■ Task brief ■
Hunt for the word "config" across the entries below, copying each line that holds it.

■ Material for the task ■
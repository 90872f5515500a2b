use anyhow::Result;
use weave_core::{BuildReport, build_site, log};

use crate::config::WeaveConfig;

pub fn execute(config: &WeaveConfig) -> Result<()> {
    let report = build_site(&config.build)?;
    summarize(&report);

    Ok(())
}

/// Print the end-of-pass summary shared by one-shot and watch builds.
pub fn summarize(report: &BuildReport) {
    let warnings = report.diagnostics.len();
    if warnings == 0 {
        log!("build"; "{} partials loaded, {} pages written", report.partials.len(), report.pages.len());
    } else {
        log!(
            "build";
            "{} partials loaded, {} pages written, {} warnings",
            report.partials.len(),
            report.pages.len(),
            warnings
        );
    }
}
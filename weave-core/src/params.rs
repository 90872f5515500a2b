use std::collections::HashMap;
use std::sync::LazyLock;

use regex::Regex;

/// Flat `key -> value` arguments of one placeholder.
pub type Params = HashMap<String, String>;

static PARAM: LazyLock<Regex> =
    LazyLock::new(|| Regex::new(r#"([A-Za-z0-9_]+)="([^"]*)""#).expect("valid parameter regex"));

/// Parse `key="value"` pairs from a placeholder's argument text.
///
/// Pairs are read left to right and a repeated key keeps its last value.
/// Anything that is not a complete pair is skipped.
pub fn parse_params(args: &str) -> Params {
    PARAM
        .captures_iter(args)
        .map(|caps| (caps[1].to_string(), caps[2].to_string()))
        .collect()
}
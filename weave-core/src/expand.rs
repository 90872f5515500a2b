use std::fmt;
use std::sync::LazyLock;

use regex::{Captures, Regex};

use crate::params::parse_params;
use crate::partials::PartialStore;
use crate::rewrite::Rewriter;

/// `{{> name key="value" }}`. Arguments run up to the first `}}`.
///
/// The name is everything up to whitespace or `}`, so `{{> nav-mobile }}`
/// looks up `nav-mobile` rather than inlining `nav`.
static PLACEHOLDER: LazyLock<Regex> = LazyLock::new(|| {
    Regex::new(r"(?s)\{\{>\s*([^\s}]+)(.*?)\}\}").expect("valid placeholder regex")
});

/// A content problem found while expanding a page. Never fatal.
#[derive(Debug, Clone, PartialEq, Eq)]
pub enum Diagnostic {
    PartialNotFound { name: String },
}

impl fmt::Display for Diagnostic {
    fn fmt(&self, f: &mut fmt::Formatter<'_>) -> fmt::Result {
        match self {
            Diagnostic::PartialNotFound { name } => write!(f, "Partial \"{name}\" not found"),
        }
    }
}

/// Expanded page text and whatever went wrong along the way.
#[derive(Debug, Clone, PartialEq, Eq)]
pub struct Expansion {
    pub text: String,
    pub diagnostics: Vec<Diagnostic>,
}

pub struct Expander<'a, R> {
    partials: &'a PartialStore,
    rewriter: R,
}

impl<'a, R: Rewriter> Expander<'a, R> {
    pub fn new(partials: &'a PartialStore, rewriter: R) -> Self {
        Self { partials, rewriter }
    }

    /// Replace every placeholder in `page` with its rewritten partial.
    ///
    /// Unknown names stay in the text as written and produce a
    /// [`Diagnostic`]. Inlined partials are not scanned again.
    pub fn expand(&self, page: &str) -> Expansion {
        let mut diagnostics = Vec::new();

        let text = PLACEHOLDER.replace_all(page, |caps: &Captures| {
            let name = &caps[1];
            match self.partials.get(name) {
                Some(partial) => {
                    let params = parse_params(&caps[2]);
                    self.rewriter.rewrite(partial, &params).into_owned()
                }
                None => {
                    diagnostics.push(Diagnostic::PartialNotFound { name: name.to_string() });
                    caps[0].to_string()
                }
            }
        });

        Expansion {
            text: text.into_owned(),
            diagnostics,
        }
    }
}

■ Answer section ■
use crate::config::WeaveConfig;
pub fn execute(config: &WeaveConfig) -> Result<()> {
    let report = build_site(&config.build)?;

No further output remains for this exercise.